1Department of Radiology, University of California San Diego School of Medicine, La Jolla, CA
2Department of Neurosurgery, University of California San Diego School of Medicine, La Jolla, CA
3Department of Psychiatry, University of California San Diego School of Medicine, La Jolla, CA
CT is the mainstay imaging modality for assessing change in ventricular volume in patients with ventricular shunts or external ventricular drains (EVDs). We evaluated the performance of a novel fully automated CT registration and subtraction method to improve reader accuracy and confidence compared with standard CT.
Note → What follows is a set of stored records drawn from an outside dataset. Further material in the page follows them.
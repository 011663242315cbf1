//! Dot-separated paths into a JSON document, plus the accessors that walk them.

use std::convert::Infallible;
use std::fmt;
use std::str::FromStr;

use serde::{Deserialize, Deserializer, Serialize, Serializer};
use serde_json::{Map, Value};

/// A parsed location inside the state document, e.g. `user.preferences.language`.
///
/// The raw string is split on `.` once, at construction. The empty string is
/// the document root. Segments that address a sequence are decimal indices.
#[derive(Debug, Clone, Default, PartialEq, Eq, Hash)]
pub struct Path {
    raw: String,
    segments: Vec<String>,
}

impl Path {
    pub fn new(raw: impl Into<String>) -> Self {
        let raw = raw.into();
        let segments = if raw.is_empty() {
            Vec::new()
        } else {
            raw.split('.').map(str::to_string).collect()
        };
        Self { raw, segments }
    }

    pub fn root() -> Self {
        Self::default()
    }

    pub fn is_root(&self) -> bool {
        self.segments.is_empty()
    }

    pub fn as_str(&self) -> &str {
        &self.raw
    }

    pub fn segments(&self) -> &[String] {
        &self.segments
    }

    /// The first `len` segments joined back into a path string.
    fn prefix(&self, len: usize) -> String {
        self.segments[..len.min(self.segments.len())].join(".")
    }
}

impl fmt::Display for Path {
    fn fmt(&self, f: &mut fmt::Formatter<'_>) -> fmt::Result {
        f.write_str(&self.raw)
    }
}

impl FromStr for Path {
    type Err = Infallible;

    fn from_str(s: &str) -> Result<Self, Self::Err> {
        Ok(Path::new(s))
    }
}

impl From<&str> for Path {
    fn from(raw: &str) -> Self {
        Path::new(raw)
    }
}

impl From<String> for Path {
    fn from(raw: String) -> Self {
        Path::new(raw)
    }
}

impl From<&Path> for Path {
    fn from(path: &Path) -> Self {
        path.clone()
    }
}

impl AsRef<str> for Path {
    fn as_ref(&self) -> &str {
        &self.raw
    }
}

impl Serialize for Path {
    fn serialize<S: Serializer>(&self, serializer: S) -> Result<S::Ok, S::Error> {
        serializer.serialize_str(&self.raw)
    }
}

impl<'de> Deserialize<'de> for Path {
    fn deserialize<D: Deserializer<'de>>(deserializer: D) -> Result<Self, D::Error> {
        String::deserialize(deserializer).map(Path::new)
    }
}

/// Largest number of `null` slots `set_at` will pad a sequence with.
///
/// Indices further past the end are treated like non-index segments: coerced
/// under [`CoercionPolicy::Overwrite`], rejected under
/// [`CoercionPolicy::Reject`].
pub const MAX_PAD: usize = 1024;

/// What `set_at` does when an intermediate node cannot hold children.
#[derive(Debug, Clone, Copy, Default, PartialEq, Eq)]
pub enum CoercionPolicy {
    /// Replace the node with a fresh mapping (scalars) or pad sequences with
    /// `null` up to the requested index (at most [`MAX_PAD`] slots).
    #[default]
    Overwrite,
    /// Leave the document untouched and return a [`PathError`].
    Reject,
}

impl CoercionPolicy {
    pub fn from_strict(strict: bool) -> Self {
        if strict { Self::Reject } else { Self::Overwrite }
    }
}

/// Write failures. Reads never fail; absent data is `None`.
#[derive(Debug, Clone, PartialEq, Eq)]
pub enum PathError {
    /// The root path can only be replaced by a mapping.
    RootNotMapping,
    /// A node on the path holds a value that cannot be descended into.
    NotAContainer { path: String, found: &'static str },
    /// A sequence index past the append slot.
    IndexOutOfRange {
        path: String,
        index: usize,
        len: usize,
    },
}

impl fmt::Display for PathError {
    fn fmt(&self, f: &mut fmt::Formatter<'_>) -> fmt::Result {
        match self {
            PathError::RootNotMapping => f.write_str("document root must be a mapping"),
            PathError::NotAContainer { path, found } => {
                write!(f, "cannot descend into {} at '{}'", found, path)
            }
            PathError::IndexOutOfRange { path, index, len } => write!(
                f,
                "index {} out of range at '{}' (sequence length {})",
                index, path, len
            ),
        }
    }
}

impl std::error::Error for PathError {}

/// Return the node at `path`, or `None` as soon as any segment is missing.
pub fn get_at<'a>(document: &'a Value, path: &Path) -> Option<&'a Value> {
    path.segments
        .iter()
        .try_fold(document, |node, segment| match node {
            Value::Object(map) => map.get(segment),
            Value::Array(items) => segment
                .parse::<usize>()
                .ok()
                .and_then(|index| items.get(index)),
            _ => None,
        })
}

/// Assign `value` at `path`, creating intermediate mappings as needed.
///
/// Absent and `null` intermediates are replaced by mappings under either
/// policy; any other non-container is handled according to `policy`. On error
/// the nodes created before the failing segment are kept.
pub fn set_at(
    document: &mut Value,
    path: &Path,
    value: Value,
    policy: CoercionPolicy,
) -> Result<(), PathError> {
    let Some((last, parents)) = path.segments.split_last() else {
        if !value.is_object() {
            return Err(PathError::RootNotMapping);
        }
        *document = value;
        return Ok(());
    };

    let mut node = document;
    for (depth, segment) in parents.iter().enumerate() {
        prepare_container(node, segment, policy, path, depth)?;
        node = child_slot(node, segment, policy, path, depth)?;
    }
    prepare_container(node, last, policy, path, parents.len())?;
    *child_slot(node, last, policy, path, parents.len())? = value;
    Ok(())
}

/// Make `node` indexable by `segment`, coercing it when the policy allows.
fn prepare_container(
    node: &mut Value,
    segment: &str,
    policy: CoercionPolicy,
    path: &Path,
    depth: usize,
) -> Result<(), PathError> {
    let indexable = match node {
        Value::Object(_) => true,
        Value::Array(items) => match segment.parse::<usize>() {
            Ok(index) => policy == CoercionPolicy::Reject || within_pad(index, items.len()),
            Err(_) => false,
        },
        Value::Null => {
            *node = Value::Object(Map::new());
            true
        }
        _ => false,
    };
    if indexable {
        return Ok(());
    }
    match policy {
        CoercionPolicy::Overwrite => {
            *node = Value::Object(Map::new());
            Ok(())
        }
        CoercionPolicy::Reject => Err(PathError::NotAContainer {
            path: path.prefix(depth),
            found: kind(node),
        }),
    }
}

/// Slot for `segment` inside an already-prepared container. Missing keys are
/// inserted as `null`.
fn child_slot<'a>(
    node: &'a mut Value,
    segment: &str,
    policy: CoercionPolicy,
    path: &Path,
    depth: usize,
) -> Result<&'a mut Value, PathError> {
    match node {
        Value::Object(map) => Ok(map.entry(segment.to_string()).or_insert(Value::Null)),
        Value::Array(items) => {
            let index = segment
                .parse::<usize>()
                .map_err(|_| PathError::NotAContainer {
                    path: path.prefix(depth),
                    found: "sequence",
                })?;
            let len = items.len();
            let out_of_range = || PathError::IndexOutOfRange {
                path: path.prefix(depth + 1),
                index,
                len,
            };
            if index > len && (policy == CoercionPolicy::Reject || !within_pad(index, len)) {
                return Err(out_of_range());
            }
            if index >= len {
                let new_len = index.checked_add(1).ok_or_else(out_of_range)?;
                items.resize(new_len, Value::Null);
            }
            Ok(&mut items[index])
        }
        other => Err(PathError::NotAContainer {
            path: path.prefix(depth),
            found: kind(other),
        }),
    }
}

/// Whether writing `index` into a sequence of `len` items pads at most
/// [`MAX_PAD`] slots.
fn within_pad(index: usize, len: usize) -> bool {
    index.saturating_sub(len) <= MAX_PAD
}

fn kind(value: &Value) -> &'static str {
    match value {
        Value::Null => "null",
        Value::Bool(_) => "boolean",
        Value::Number(_) => "number",
        Value::String(_) => "string",
        Value::Array(_) => "sequence",
        Value::Object(_) => "mapping",
    }
}

#[cfg(test)]
mod tests {
    use super::*;
    use serde_json::json;

    #[test]
    fn path_splits_once_and_keeps_raw() {
        let path = Path::new("user.preferences.language");
        assert_eq!(path.segments(), ["user", "preferences", "language"]);
        assert_eq!(path.to_string(), "user.preferences.language");
        assert!(Path::new("").is_root());
        assert!(Path::root().segments().is_empty());
    }

    #[test]
    fn path_deserializes_from_string() {
        let paths: Vec<Path> = serde_json::from_value(json!(["a.b", ""])).expect("paths");
        assert_eq!(paths[0].segments(), ["a", "b"]);
        assert!(paths[1].is_root());
    }

    #[test]
    fn get_at_walks_mappings_and_sequences() {
        let doc = json!({"trip": {"days": [{"city": "Lisbon"}, {"city": "Porto"}]}});
        assert_eq!(
            get_at(&doc, &Path::new("trip.days.1.city")),
            Some(&json!("Porto"))
        );
        assert_eq!(get_at(&doc, &Path::root()), Some(&doc));
    }

    #[test]
    fn get_at_short_circuits_on_missing_segment() {
        let doc = json!({"user": {"isLoggedIn": false}});
        assert_eq!(get_at(&doc, &Path::new("user.profile.name")), None);
        assert_eq!(get_at(&doc, &Path::new("user.isLoggedIn.deeper")), None);
        assert_eq!(get_at(&doc, &Path::new("trip.days.x")), None);
    }

    /// Round-trip: whatever `set_at` writes, `get_at` reads back.
    #[test]
    fn set_then_get_round_trips() {
        let mut doc = json!({"user": {"isLoggedIn": false}});
        for (raw, value) in [
            ("user.isLoggedIn", json!(true)),
            ("user.preferences.language", json!("pt")),
            ("trip.days", json!([])),
            ("trip.days.0", json!({"city": "Faro"})),
            ("trip.days.0.city", json!("Braga")),
        ] {
            let path = Path::new(raw);
            set_at(&mut doc, &path, value.clone(), CoercionPolicy::Overwrite).expect("set");
            assert_eq!(get_at(&doc, &path), Some(&value), "path {}", raw);
        }
    }

    #[test]
    fn set_at_creates_intermediate_mappings() {
        let mut doc = json!({});
        set_at(&mut doc, &Path::new("a.b.c"), json!(1), CoercionPolicy::Reject).expect("set");
        assert_eq!(doc, json!({"a": {"b": {"c": 1}}}));
    }

    #[test]
    fn set_at_replaces_null_intermediates_even_when_strict() {
        let mut doc = json!({"user": {"profile": null}});
        set_at(
            &mut doc,
            &Path::new("user.profile.name"),
            json!("Ana"),
            CoercionPolicy::Reject,
        )
        .expect("set");
        assert_eq!(doc, json!({"user": {"profile": {"name": "Ana"}}}));
    }

    /// Scalars on the way are silently replaced by mappings in lenient mode.
    #[test]
    fn set_at_overwrites_scalar_intermediates_by_default() {
        let mut doc = json!({"user": {"isLoggedIn": false}});
        set_at(
            &mut doc,
            &Path::new("user.isLoggedIn.since"),
            json!("2024-05-01"),
            CoercionPolicy::Overwrite,
        )
        .expect("set");
        assert_eq!(doc, json!({"user": {"isLoggedIn": {"since": "2024-05-01"}}}));
    }

    #[test]
    fn set_at_rejects_scalar_intermediates_when_strict() {
        let mut doc = json!({"user": {"isLoggedIn": false}});
        let err = set_at(
            &mut doc,
            &Path::new("user.isLoggedIn.since"),
            json!("2024-05-01"),
            CoercionPolicy::Reject,
        )
        .expect_err("strict mode rejects coercion");
        assert_eq!(
            err,
            PathError::NotAContainer {
                path: "user.isLoggedIn".to_string(),
                found: "boolean",
            }
        );
        assert_eq!(doc, json!({"user": {"isLoggedIn": false}}));
    }

    #[test]
    fn set_at_appends_and_pads_sequences() {
        let mut doc = json!({"days": ["mon"]});
        set_at(&mut doc, &Path::new("days.1"), json!("tue"), CoercionPolicy::Reject)
            .expect("append");
        assert_eq!(doc, json!({"days": ["mon", "tue"]}));

        let err = set_at(&mut doc, &Path::new("days.4"), json!("fri"), CoercionPolicy::Reject)
            .expect_err("gap");
        assert!(matches!(err, PathError::IndexOutOfRange { index: 4, len: 2, .. }));

        set_at(
            &mut doc,
            &Path::new("days.3"),
            json!("thu"),
            CoercionPolicy::Overwrite,
        )
        .expect("pad");
        assert_eq!(doc, json!({"days": ["mon", "tue", null, "thu"]}));
    }

    #[test]
    fn set_at_huge_index_coerces_instead_of_padding() {
        for raw in ["days.18446744073709551615", "days.1000000000000000"] {
            let mut doc = json!({"days": ["mon"]});
            let path = Path::new(raw);
            set_at(&mut doc, &path, json!("x"), CoercionPolicy::Overwrite).expect("lenient");
            assert_eq!(get_at(&doc, &path), Some(&json!("x")), "path {}", raw);
            assert!(doc["days"].is_object(), "path {}", raw);
        }
    }

    #[test]
    fn set_at_huge_index_is_out_of_range_when_strict() {
        let mut doc = json!({"days": ["mon"]});
        let err = set_at(
            &mut doc,
            &Path::new("days.18446744073709551615"),
            json!("x"),
            CoercionPolicy::Reject,
        )
        .expect_err("strict");
        assert!(matches!(
            err,
            PathError::IndexOutOfRange {
                index: usize::MAX,
                len: 1,
                ..
            }
        ));
        assert_eq!(doc, json!({"days": ["mon"]}));
    }

    #[test]
    fn set_at_pads_up_to_the_limit() {
        let mut doc = json!({"days": []});
        let path = Path::new(format!("days.{}", MAX_PAD));
        set_at(&mut doc, &path, json!("last"), CoercionPolicy::Overwrite).expect("pad");
        assert_eq!(doc["days"].as_array().map(Vec::len), Some(MAX_PAD + 1));
        assert_eq!(get_at(&doc, &path), Some(&json!("last")));
    }

    #[test]
    fn set_at_non_index_segment_on_sequence_follows_policy() {
        let mut doc = json!({"days": ["mon"]});
        let err = set_at(&mut doc, &Path::new("days.first"), json!(1), CoercionPolicy::Reject)
            .expect_err("strict");
        assert!(err.to_string().contains("sequence"));

        set_at(
            &mut doc,
            &Path::new("days.first"),
            json!(1),
            CoercionPolicy::Overwrite,
        )
        .expect("lenient");
        assert_eq!(doc, json!({"days": {"first": 1}}));
    }

    #[test]
    fn set_at_root_requires_mapping() {
        let mut doc = json!({"a": 1});
        assert_eq!(
            set_at(&mut doc, &Path::root(), json!(3), CoercionPolicy::Overwrite),
            Err(PathError::RootNotMapping)
        );
        set_at(&mut doc, &Path::root(), json!({"b": 2}), CoercionPolicy::Overwrite)
            .expect("replace root");
        assert_eq!(doc, json!({"b": 2}));
    }
}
In a retrospective evaluation of 49 ventricular shunt or EVD patients who underwent sequential head CT scans with an automated CT registration tool (CT CoPilot), three readers were assessed on their ability to discern change in ventricular volume between scans using standard axial CT images versus reformats and subtraction images generated by the registration tool. The inter-rater reliability among the readers was calculated using an intraclass correlation coefficient (ICC). Bland–Altman tests were performed to determine reader performance compared to semi-quantitative assessment using the bifrontal horn and third ventricular width. McNemar’s test was used to determine whether the use of the registration tool increased the reader’s level of confidence.
Inter-rater reliability was higher when using the output of the registration tool (single measure ICC of 0.909 with versus 0.755 without the tool). Agreement between the readers’ assessment of ventricular volume change and the semi-quantitative assessment improved with the registration tool (limits of agreement 4.1 vs 4.3). Furthermore, the tool improved reader confidence in determining increased or decreased ventricular volume (p < 0.001).
Automated CT registration and subtraction improves the reader's ability to detect change in ventricular volume between sequential scans in patients with ventricular shunts or EVDs.
Our automated CT registration and subtraction method may serve as a promising generalizable tool for accurate assessment of change in ventricular volume, which can significantly affect clinical management.